BEGIN THE DATA

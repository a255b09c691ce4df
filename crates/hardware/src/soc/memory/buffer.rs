//! RAM Buffer Implementation.
//!
//! This module provides a safe wrapper around raw memory allocation for RAM regions.
//! It supports lazy allocation via `mmap` on Unix systems so that the 2 GiB DTIM
//! window costs nothing until it is touched. Every access is bounds-checked; out-of-range
//! accesses are reported rather than performed.

use std::io;
use std::slice;

/// Extra `mmap` flags: do not reserve swap for a mostly untouched mapping.
#[cfg(target_os = "linux")]
const MAP_EXTRA_FLAGS: libc::c_int = libc::MAP_NORESERVE;
#[cfg(all(unix, not(target_os = "linux")))]
const MAP_EXTRA_FLAGS: libc::c_int = 0;

#[cfg(target_os = "linux")]
fn page_size() -> usize {
    // SAFETY: `sysconf` has no preconditions.
    let size = unsafe { libc::sysconf(libc::_SC_PAGESIZE) };
    usize::try_from(size).ok().filter(|&s| s > 0).unwrap_or(4096)
}

/// A zero-initialized byte buffer backing a RAM region.
///
/// On Unix systems, this uses `mmap` to allocate anonymous memory, which allows
/// for lazy allocation (pages are only allocated by the OS when accessed).
pub struct DramBuffer {
    ptr: *mut u8,
    size: usize,
}

// SAFETY: the buffer owns its mapping exclusively; `&mut self` guards every write.
unsafe impl Send for DramBuffer {}
// SAFETY: shared references only read.
unsafe impl Sync for DramBuffer {}

impl DramBuffer {
    /// Creates a new buffer of the specified size.
    ///
    /// On Unix, uses `mmap` for lazy allocation; on other platforms, allocates a `Vec`.
    ///
    /// # Errors
    ///
    /// Returns the OS error if the mapping cannot be created, or `InvalidInput` for a
    /// zero size.
    pub fn new(size: usize) -> io::Result<Self> {
        if size == 0 {
            return Err(io::Error::new(
                io::ErrorKind::InvalidInput,
                "RAM buffer size must be non-zero",
            ));
        }

        #[cfg(unix)]
        {
            // SAFETY: anonymous private mapping with no address hint; the result is checked.
            let ptr = unsafe {
                libc::mmap(
                    std::ptr::null_mut(),
                    size,
                    libc::PROT_READ | libc::PROT_WRITE,
                    libc::MAP_PRIVATE | libc::MAP_ANONYMOUS | MAP_EXTRA_FLAGS,
                    -1,
                    0,
                )
            };

            if ptr == libc::MAP_FAILED {
                return Err(io::Error::last_os_error());
            }

            Ok(Self {
                ptr: ptr.cast::<u8>(),
                size,
            })
        }

        #[cfg(not(unix))]
        {
            let mut vec = std::mem::ManuallyDrop::new(vec![0u8; size]);
            Ok(Self {
                ptr: vec.as_mut_ptr(),
                size,
            })
        }
    }

    /// Returns the size of the buffer in bytes.
    pub const fn len(&self) -> usize {
        self.size
    }

    /// Returns whether the buffer is empty (never true for a constructed buffer).
    pub const fn is_empty(&self) -> bool {
        self.size == 0
    }

    fn in_bounds(&self, offset: usize, len: usize) -> bool {
        offset.checked_add(len).is_some_and(|end| end <= self.size)
    }

    /// Returns `len` bytes starting at `offset`, or `None` if out of range.
    pub fn read_slice(&self, offset: usize, len: usize) -> Option<&[u8]> {
        if !self.in_bounds(offset, len) {
            return None;
        }
        // SAFETY: range checked above; the mapping lives as long as `self`.
        Some(unsafe { slice::from_raw_parts(self.ptr.add(offset), len) })
    }

    /// Copies `data` to `offset`; returns `false` (writing nothing) if out of range.
    pub fn write_slice(&mut self, offset: usize, data: &[u8]) -> bool {
        if !self.in_bounds(offset, data.len()) {
            return false;
        }
        // SAFETY: range checked above; `&mut self` excludes concurrent readers.
        unsafe {
            std::ptr::copy_nonoverlapping(data.as_ptr(), self.ptr.add(offset), data.len());
        }
        true
    }

    /// Zeroes `len` bytes at `offset`; returns `false` (writing nothing) if out of range.
    ///
    /// On Linux the page-aligned interior is dropped with `MADV_DONTNEED`, so clearing a
    /// large range neither copies nor commits memory; only the unaligned edges are written.
    pub fn zero_range(&mut self, offset: usize, len: usize) -> bool {
        if !self.in_bounds(offset, len) {
            return false;
        }

        #[cfg(target_os = "linux")]
        {
            let page = page_size();
            let start = offset.next_multiple_of(page);
            let end = (offset + len) / page * page;
            if start < end {
                // SAFETY: `[start, end)` lies inside the private anonymous mapping.
                let rc = unsafe {
                    libc::madvise(self.ptr.add(start).cast(), end - start, libc::MADV_DONTNEED)
                };
                if rc == 0 {
                    self.zero_bytes(offset, start - offset);
                    self.zero_bytes(end, offset + len - end);
                    return true;
                }
            }
        }

        self.zero_bytes(offset, len);
        true
    }

    fn zero_bytes(&mut self, offset: usize, len: usize) {
        // SAFETY: callers pass a range inside the buffer.
        unsafe {
            std::ptr::write_bytes(self.ptr.add(offset), 0, len);
        }
    }

    /// Reads a single byte, or `None` if out of range.
    pub fn read_u8(&self, offset: usize) -> Option<u8> {
        self.read_slice(offset, 1).map(|s| s[0])
    }

    /// Writes a single byte; returns `false` if out of range.
    pub fn write_u8(&mut self, offset: usize, val: u8) -> bool {
        self.write_slice(offset, &[val])
    }
}

impl Drop for DramBuffer {
    /// Releases the backing memory.
    fn drop(&mut self) {
        #[cfg(unix)]
        // SAFETY: `ptr`/`size` describe the mapping created in `new`.
        unsafe {
            let _ = libc::munmap(self.ptr.cast(), self.size);
        }
        #[cfg(not(unix))]
        // SAFETY: `ptr`/`size` came from a `Vec<u8>` with equal length and capacity.
        unsafe {
            drop(Vec::from_raw_parts(self.ptr, self.size, self.size));
        }
    }
}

END THE DATA

▶ _WORK REQUIRED_:
Each line above needs to be written out again exactly.

▶ _TASK RESPONSE_:
repository a255b09c691ce4df
filename crates/hardware/src/soc/memory/buffer.rs
//! RAM Buffer Implementation.
//!
//! This module provides a safe wrapper around raw memory allocation for RAM regions.
//! It supports lazy allocation via `mmap` on Unix systems so that the 2 GiB DTIM
//! window costs nothing until it is touched. Every access is bounds-checked; out-of-range
//! accesses are reported rather than performed.

use std::io;
use std::slice;

/// Extra `mmap` flags: do not reserve swap for a mostly untouched mapping.
#[cfg(target_os = "linux")]
const MAP_EXTRA_FLAGS: libc::c_int = libc::MAP_NORESERVE;
#[cfg(all(unix, not(target_os = "linux")))]
const MAP_EXTRA_FLAGS: libc::c_int = 0;

#[cfg(target_os = "linux")]
fn page_size() -> usize {
    // SAFETY: `sysconf` has no preconditions.
    let size = unsafe { libc::sysconf(libc::_SC_PAGESIZE) };
    usize::try_from(size).ok().filter(|&s| s > 0).unwrap_or(4096)
}

/// A zero-initialized byte buffer backing a RAM region.
///
/// On Unix systems, this uses `mmap` to allocate anonymous memory, which allows
/// for lazy allocation (pages are only allocated by the OS when accessed).
pub struct DramBuffer {
    ptr: *mut u8,
    size: usize,
}

// SAFETY: the buffer owns its mapping exclusively; `&mut self` guards every write.
unsafe impl Send for DramBuffer {}
// SAFETY: shared references only read.
unsafe impl Sync for DramBuffer {}

impl DramBuffer {
    /// Creates a new buffer of the specified size.
    ///
    /// On Unix, uses `mmap` for lazy allocation; on other platforms, allocates a `Vec`.
    ///
    /// # Errors
    ///
    /// Returns the OS error if the mapping cannot be created, or `InvalidInput` for a
    /// zero size.
    pub fn new(size: usize) -> io::Result<Self> {
        if size == 0 {
            return Err(io::Error::new(
                io::ErrorKind::InvalidInput,
                "RAM buffer size must be non-zero",
            ));
        }

        #[cfg(unix)]
        {
            // SAFETY: anonymous private mapping with no address hint; the result is checked.
            let ptr = unsafe {
                libc::mmap(
                    std::ptr::null_mut(),
                    size,
                    libc::PROT_READ | libc::PROT_WRITE,
                    libc::MAP_PRIVATE | libc::MAP_ANONYMOUS | MAP_EXTRA_FLAGS,
                    -1,
                    0,
                )
            };

            if ptr == libc::MAP_FAILED {
                return Err(io::Error::last_os_error());
            }

            Ok(Self {
                ptr: ptr.cast::<u8>(),
                size,
            })
        }

        #[cfg(not(unix))]
        {
            let mut vec = std::mem::ManuallyDrop::new(vec![0u8; size]);
            Ok(Self {
                ptr: vec.as_mut_ptr(),
                size,
            })
        }
    }

    /// Returns the size of the buffer in bytes.
    pub const fn len(&self) -> usize {
        self.size
    }

    /// Returns whether the buffer is empty (never true for a constructed buffer).
    pub const fn is_empty(&self) -> bool {
        self.size == 0
    }

    fn in_bounds(&self, offset: usize, len: usize) -> bool {
        offset.checked_add(len).is_some_and(|end| end <= self.size)
    }

    /// Returns `len` bytes starting at `offset`, or `None` if out of range.
    pub fn read_slice(&self, offset: usize, len: usize) -> Option<&[u8]> {
        if !self.in_bounds(offset, len) {
            return None;
        }
        // SAFETY: range checked above; the mapping lives as long as `self`.
        Some(unsafe { slice::from_raw_parts(self.ptr.add(offset), len) })
    }

    /// Copies `data` to `offset`; returns `false` (writing nothing) if out of range.
    pub fn write_slice(&mut self, offset: usize, data: &[u8]) -> bool {
        if !self.in_bounds(offset, data.len()) {
            return false;
        }
        // SAFETY: range checked above; `&mut self` excludes concurrent readers.
        unsafe {
            std::ptr::copy_nonoverlapping(data.as_ptr(), self.ptr.add(offset), data.len());
        }
        true
    }

    /// Zeroes `len` bytes at `offset`; returns `false` (writing nothing) if out of range.
    ///
    /// On Linux the page-aligned interior is dropped with `MADV_DONTNEED`, so clearing a
    /// large range neither copies nor commits memory; only the unaligned edges are written.
    pub fn zero_range(&mut self, offset: usize, len: usize) -> bool {
        if !self.in_bounds(offset, len) {
            return false;
        }

        #[cfg(target_os = "linux")]
        {
            let page = page_size();
            let start = offset.next_multiple_of(page);
            let end = (offset + len) / page * page;
            if start < end {
                // SAFETY: `[start, end)` lies inside the private anonymous mapping.
                let rc = unsafe {
                    libc::madvise(self.ptr.add(start).cast(), end - start, libc::MADV_DONTNEED)
                };
                if rc == 0 {
                    self.zero_bytes(offset, start - offset);
                    self.zero_bytes(end, offset + len - end);
                    return true;
                }
            }
        }

        self.zero_bytes(offset, len);
        true
    }

    fn zero_bytes(&mut self, offset: usize, len: usize) {
        // SAFETY: callers pass a range inside the buffer.
        unsafe {
            std::ptr::write_bytes(self.ptr.add(offset), 0, len);
        }
    }

    /// Reads a single byte, or `None` if out of range.
    pub fn read_u8(&self, offset: usize) -> Option<u8> {
        self.read_slice(offset, 1).map(|s| s[0])
    }

    /// Writes a single byte; returns `false` if out of range.
    pub fn write_u8(&mut self, offset: usize, val: u8) -> bool {
        self.write_slice(offset, &[val])
    }
}

impl Drop for DramBuffer {
    /// Releases the backing memory.
    fn drop(&mut self) {
        #[cfg(unix)]
        // SAFETY: `ptr`/`size` describe the mapping created in `new`.
        unsafe {
            let _ = libc::munmap(self.ptr.cast(), self.size);
        }
        #[cfg(not(unix))]
        // SAFETY: `ptr`/`size` came from a `Vec<u8>` with equal length and capacity.
        unsafe {
            drop(Vec::from_raw_parts(self.ptr, self.size, self.size));
        }
    }
}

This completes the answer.